E. N. Welch Whittier model parlor clock Part I – E. N. Welch history

Among the most common parlour clocks you will find few E N Welch clocks. Why. A good reason is that the company was absorbed by Sessions in 1903. The history of Welch is interesting because Welch Spring and Co. began by making higher end clocks but eventually produced cheaper, heavily discounted mass market clocks which likely hastened its decline.

E. N. Welsh Whittier model
E. N. Welsh Whittier model

This time and strike American clock with a count wheel strike is an antique store find. I  found it at what I would call a higher end antique store in a small village in Quebec during one of our day travels from our summer cottage. I liked it so much I bought it. Because the strike side did not function there was a slight reduction in price.

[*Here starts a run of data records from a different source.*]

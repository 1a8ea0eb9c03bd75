//! Pipeline stage wrapping the rewriter.
//!
//! The stage receives file units one at a time, filters them by extension and
//! hands eligible buffers to the run-wide [`Rewriter`]. Files always come back
//! to the caller; failures are emitted as [`PluginError`] events instead.

use crate::error::RenameError;
use crate::prefix::PrefixSpec;
use crate::rewriter::{MappingTable, Rewriter};
use regex::{Regex, RegexBuilder};
use std::fmt;
use std::io::Read;
use std::path::{Path, PathBuf};

pub const PLUGIN_NAME: &str = "html-rename";

/// Extensions that are always eligible for rewriting.
pub const DEFAULT_EXTENSIONS: [&str; 3] = ["html", "css", "js"];

/// Contents of a file unit.
pub enum Contents {
	/// No contents (e.g. a directory entry).
	Null,
	/// Fully materialised bytes.
	Buffer(Vec<u8>),
	/// A data flow that has not been read into memory.
	Stream(Box<dyn Read + Send>),
}

impl fmt::Debug for Contents {
	fn fmt(&self, f: &mut fmt::Formatter<'_>) -> fmt::Result {
		match self {
			Self::Null => f.write_str("Null"),
			Self::Buffer(bytes) => write!(f, "Buffer({} bytes)", bytes.len()),
			Self::Stream(_) => f.write_str("Stream"),
		}
	}
}

/// A file travelling through the pipeline.
#[derive(Debug)]
pub struct FileUnit {
	/// Paths this file has had, oldest first.
	pub history: Vec<PathBuf>,
	pub contents: Contents,
}

impl FileUnit {
	pub fn from_buffer(path: impl Into<PathBuf>, contents: Vec<u8>) -> Self {
		Self {
			history: vec![path.into()],
			contents: Contents::Buffer(contents),
		}
	}

	pub fn from_stream(path: impl Into<PathBuf>, reader: Box<dyn Read + Send>) -> Self {
		Self {
			history: vec![path.into()],
			contents: Contents::Stream(reader),
		}
	}

	/// Current path of the file.
	pub fn path(&self) -> Option<&Path> {
		self.history.last().map(PathBuf::as_path)
	}

	pub fn is_null(&self) -> bool {
		matches!(self.contents, Contents::Null)
	}

	pub fn is_buffer(&self) -> bool {
		matches!(self.contents, Contents::Buffer(_))
	}

	pub fn is_stream(&self) -> bool {
		matches!(self.contents, Contents::Stream(_))
	}

	pub fn buffer(&self) -> Option<&[u8]> {
		match &self.contents {
			Contents::Buffer(bytes) => Some(bytes),
			_ => None,
		}
	}
}

/// Error event emitted by the stage.
#[derive(Debug, Clone, PartialEq, Eq)]
pub struct PluginError {
	pub plugin: &'static str,
	pub message: String,
	pub path: Option<PathBuf>,
	pub source: RenameError,
}

impl fmt::Display for PluginError {
	fn fmt(&self, f: &mut fmt::Formatter<'_>) -> fmt::Result {
		write!(f, "[{}] {}", self.plugin, self.message)?;
		if let Some(path) = &self.path {
			write!(f, " ({})", path.display())?;
		}
		Ok(())
	}
}

impl std::error::Error for PluginError {
	fn source(&self) -> Option<&(dyn std::error::Error + 'static)> {
		Some(&self.source)
	}
}

/// Setup options for the stage.
#[derive(Debug, Clone, Default)]
pub struct Options {
	/// Custom prefixes, tested after the built-in ones.
	pub prefixes: Vec<PrefixSpec>,
	/// Extensions eligible in addition to html, css and js.
	pub extensions: Vec<String>,
}

/// The renaming pipeline stage. One instance covers one build.
#[derive(Debug)]
pub struct HtmlRename {
	rewriter: Rewriter,
	extension_filter: Regex,
	errors: Vec<PluginError>,
}

impl HtmlRename {
	/// Set up a stage. Prefixes and extensions are fixed from here on.
	pub fn new(options: Options) -> Result<Self, RenameError> {
		Ok(Self {
			rewriter: Rewriter::new(&options.prefixes)?,
			extension_filter: extension_filter(&options.extensions)?,
			errors: Vec::new(),
		})
	}

	/// Whether any path in the file's history carries an eligible extension.
	pub fn accepts(&self, file: &FileUnit) -> bool {
		file.history.iter().any(|path| self.accepts_path(path))
	}

	pub fn accepts_path(&self, path: &Path) -> bool {
		self.extension_filter.is_match(&path.to_string_lossy())
	}

	/// Transform one file. The file is always returned; problems are recorded
	/// as error events and leave the contents untouched.
	pub fn transform(&mut self, mut file: FileUnit) -> FileUnit {
		if !self.accepts(&file) {
			tracing::debug!(path = ?file.path(), "Skipping file with unlisted extension");
			return file;
		}

		match &file.contents {
			Contents::Null => file,
			Contents::Stream(_) => {
				self.emit(&file, RenameError::StreamsNotSupported);
				file
			}
			Contents::Buffer(bytes) => {
				let Ok(text) = std::str::from_utf8(bytes) else {
					tracing::warn!(path = ?file.path(), "File is not valid UTF-8, leaving it unchanged");
					return file;
				};
				match self.rewriter.rewrite(text) {
					Ok(rewritten) => {
						tracing::debug!(
							path = ?file.path(),
							before = text.len(),
							after = rewritten.len(),
							"Rewrote file"
						);
						file.contents = Contents::Buffer(rewritten.into_bytes());
					}
					Err(err) => self.emit(&file, err),
				}
				file
			}
		}
	}

	fn emit(&mut self, file: &FileUnit, err: RenameError) {
		let event = PluginError {
			plugin: PLUGIN_NAME,
			message: err.to_string(),
			path: file.path().map(Path::to_path_buf),
			source: err,
		};
		tracing::error!("{}", event);
		self.errors.push(event);
	}

	/// Take the error events emitted so far.
	pub fn take_errors(&mut self) -> Vec<PluginError> {
		std::mem::take(&mut self.errors)
	}

	pub fn mappings(&self) -> &MappingTable {
		self.rewriter.table()
	}
}

/// Case-insensitive `\.(html|css|js|...)` over default and extra extensions.
fn extension_filter(extra: &[String]) -> Result<Regex, RenameError> {
	let alternatives: Vec<String> = DEFAULT_EXTENSIONS
		.iter()
		.map(|ext| ext.to_string())
		.chain(
			extra
				.iter()
				.map(|ext| ext.trim().trim_start_matches('.'))
				.filter(|ext| !ext.is_empty())
				.map(regex::escape),
		)
		.collect();
	let pattern = format!(r"\.({})", alternatives.join("|"));
	RegexBuilder::new(&pattern)
		.case_insensitive(true)
		.build()
		.map_err(|err| RenameError::InvalidExtensions(err.to_string()))
}

#[cfg(test)]
mod tests {
	use super::*;
	use crate::naming::{Category, Counter, NameGenerator};
	use pretty_assertions::assert_eq;
	use std::io::Cursor;

	fn stage() -> HtmlRename {
		HtmlRename::new(Options::default()).unwrap()
	}

	fn text(file: &FileUnit) -> &str {
		std::str::from_utf8(file.buffer().unwrap()).unwrap()
	}

	#[test]
	fn test_transform_html() {
		let mut stage = stage();
		let file = FileUnit::from_buffer(
			"index.html",
			br#"<div id="id-header" class="class-main"></div>"#.to_vec(),
		);
		let file = stage.transform(file);
		assert_eq!(text(&file), r#"<div id="a" class="a"></div>"#);
		assert!(stage.take_errors().is_empty());
	}

	#[test]
	fn test_unlisted_extension_passes_through() {
		let mut stage = stage();
		let original = b"see id-header here\n".to_vec();
		let file = stage.transform(FileUnit::from_buffer("notes.txt", original.clone()));
		assert_eq!(file.buffer().unwrap(), original.as_slice());
		assert!(stage.mappings().is_empty());
	}

	#[test]
	fn test_extra_extensions_and_case() {
		let stage = HtmlRename::new(Options {
			prefixes: Vec::new(),
			extensions: vec!["txt".to_string(), ".vue".to_string()],
		})
		.unwrap();

		assert!(stage.accepts(&FileUnit::from_buffer("notes.TXT", Vec::new())));
		assert!(stage.accepts(&FileUnit::from_buffer("App.vue", Vec::new())));
		assert!(stage.accepts(&FileUnit::from_buffer("STYLE.CSS", Vec::new())));
		assert!(!stage.accepts(&FileUnit::from_buffer("image.png", Vec::new())));
	}

	#[test]
	fn test_history_is_searched() {
		let stage = stage();
		let mut file = FileUnit::from_buffer("page.html", Vec::new());
		file.history.push(PathBuf::from("page.tmp"));
		assert!(stage.accepts(&file));
	}

	#[test]
	fn test_stream_emits_error() {
		let mut stage = stage();
		let file = FileUnit::from_stream("app.js", Box::new(Cursor::new(b"id-x ".to_vec())));
		let file = stage.transform(file);

		assert!(file.is_stream());
		let errors = stage.take_errors();
		assert_eq!(errors.len(), 1);
		assert_eq!(errors[0].plugin, PLUGIN_NAME);
		assert_eq!(errors[0].message, "Streams not supported!");
		assert_eq!(errors[0].source, RenameError::StreamsNotSupported);

		// The stage keeps working after an error
		let file = stage.transform(FileUnit::from_buffer("app.js", b"'id-x'".to_vec()));
		assert_eq!(text(&file), "'a'");
	}

	#[test]
	fn test_exhausted_names_emit_error_and_keep_file() {
		let mut stage = stage();
		stage.rewriter.generators_mut().replace(NameGenerator::with_counter(
			Category::Class,
			Counter::new([26; 5]),
		));

		let original = b".class-x{} #id-y{}".to_vec();
		let file = stage.transform(FileUnit::from_buffer("style.css", original.clone()));
		assert_eq!(file.buffer().unwrap(), original.as_slice());

		let errors = stage.take_errors();
		assert_eq!(errors.len(), 1);
		assert_eq!(errors[0].plugin, PLUGIN_NAME);
		assert_eq!(errors[0].message, "Name space exhausted for class names");
		assert_eq!(errors[0].path, Some(PathBuf::from("style.css")));
		assert_eq!(
			errors[0].source,
			RenameError::CapacityExceeded {
				category: Category::Class
			}
		);

		// Other categories still have names left
		let file = stage.transform(FileUnit::from_buffer("app.js", b"'id-y'".to_vec()));
		assert_eq!(text(&file), "'a'");
	}

	#[test]
	fn test_file_left_whole_when_names_run_out_midway() {
		let mut stage = stage();
		stage.rewriter.generators_mut().replace(NameGenerator::with_counter(
			Category::Class,
			Counter::new([26, 26, 26, 26, 25]),
		));

		// The last class name fits, the one after it does not
		let original = b"<p class=\"class-a\"><b class=\"class-b\">".to_vec();
		let file = stage.transform(FileUnit::from_buffer("index.html", original.clone()));
		assert_eq!(file.buffer().unwrap(), original.as_slice());
		assert_eq!(stage.take_errors().len(), 1);
		assert_eq!(stage.mappings().get("class-a"), Some("zzzzz"));
	}

	#[test]
	fn test_null_and_invalid_utf8_pass_through() {
		let mut stage = stage();
		let file = stage.transform(FileUnit {
			history: vec![PathBuf::from("empty.html")],
			contents: Contents::Null,
		});
		assert!(file.is_null());

		let bytes = vec![b'"', b'i', b'd', b'-', 0xff, b'"'];
		let file = stage.transform(FileUnit::from_buffer("bad.js", bytes.clone()));
		assert_eq!(file.buffer().unwrap(), bytes.as_slice());
		assert!(stage.take_errors().is_empty());
	}

	#[test]
	fn test_mapping_shared_between_files() {
		let mut stage = stage();
		stage.transform(FileUnit::from_buffer(
			"index.html",
			br#"<nav class="class-nav"></nav>"#.to_vec(),
		));
		let css = stage.transform(FileUnit::from_buffer(
			"style.css",
			b".class-other{} .class-nav{}".to_vec(),
		));
		assert_eq!(text(&css), ".b{} .a{}");
	}
}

The clock ran for several days and kept good time but it desperately needed a cleaning. I was unsuccessful getting the strike side to run but I thought I might be able to some day. All the strike-side parts seemed to be there but somebody obviously had fun bending the levers. It is impossible to know what I was dealing with until I take the movement apart.

Barely readable label
Barely readable label and someone determined that this clock should be hung on a wall

History of E N Welch

The E. N. Welch Mfg. Co. was formed on July 6, 1864 to succeed an older private firm making clocks under the name of E. N. Welch. Elisha N. Welch (1809 to 1887) had been making clocks at a factory site on East Main Street at Forestville, Conn. since taking over the bankrupt business of J. C. Brown in about 1856.

A movement shop was established in 1869, adding to the two factories already in use by the firm. Between 1868 and 1884, a subsidiary firm called Welch, Spring & Company was formed to produce a more expensive line of clocks. The company was formed by three clock enthusiasts; Welch, Solomon Crosby Spring and Benjamin Bennet Lewis. The Welch firm was well known for its handsome rosewood cases, though in 1885, with changing styles in furniture, the surviving firm began to introduce new models with solid walnut cases and discontinued some of the older rosewood veneered cases.

Elisha Welch was enamored of a lovely (but very liberal-thinking) diva of the day from Spain by the name of Adelina Patti. He named his best quality movement after her, called the “Patti” movement. Clocks with this movement are highly sought after by serious collectors. However, Examples of “Patti” clocks at any of the international auction sites are rare.

E. N. Welch clocks made before 1880 are considerably more expensive as these represent the height of the company’s clock making

After the death of Elisha Welch in 1887, the firm steadily declined, selling off some of its assets and issuing new stock to raise much needed capital. A new line of clocks was introduced for 1893, which were cheaper in quality than their already discounted line. In May of that year the factory was closed down and a receiver was appointed The receiver spent nearly two years selling off stock and settling the debts of the firm. It was not until 1896 that the firm resumed production.

The name was changed to the Sessions Clock Company on January 9, 1903

In 1899, two fires, one in March and a second in December reduced most of the Welch manufacturing complex to ashes. Despite the completion of a new brick factory in 1900, the company could not meet its liabilities. Meanwhile members of the wealthy Sessions family were buying out former stockholders and eventually took control of the firm in 1902. They changed the name to the Sessions Clock Company on January 9, 1903.

E. N. Welch clocks made before 1880 are considerably more desirable as these represent the height of the company’s clock making. Clocks made prior to 1880 generally command higher auction prices. Compared to companies like Seth Thomas and Waterbury instances of E. N. Welsh clocks coming up on auction sites are becoming quite uncommon.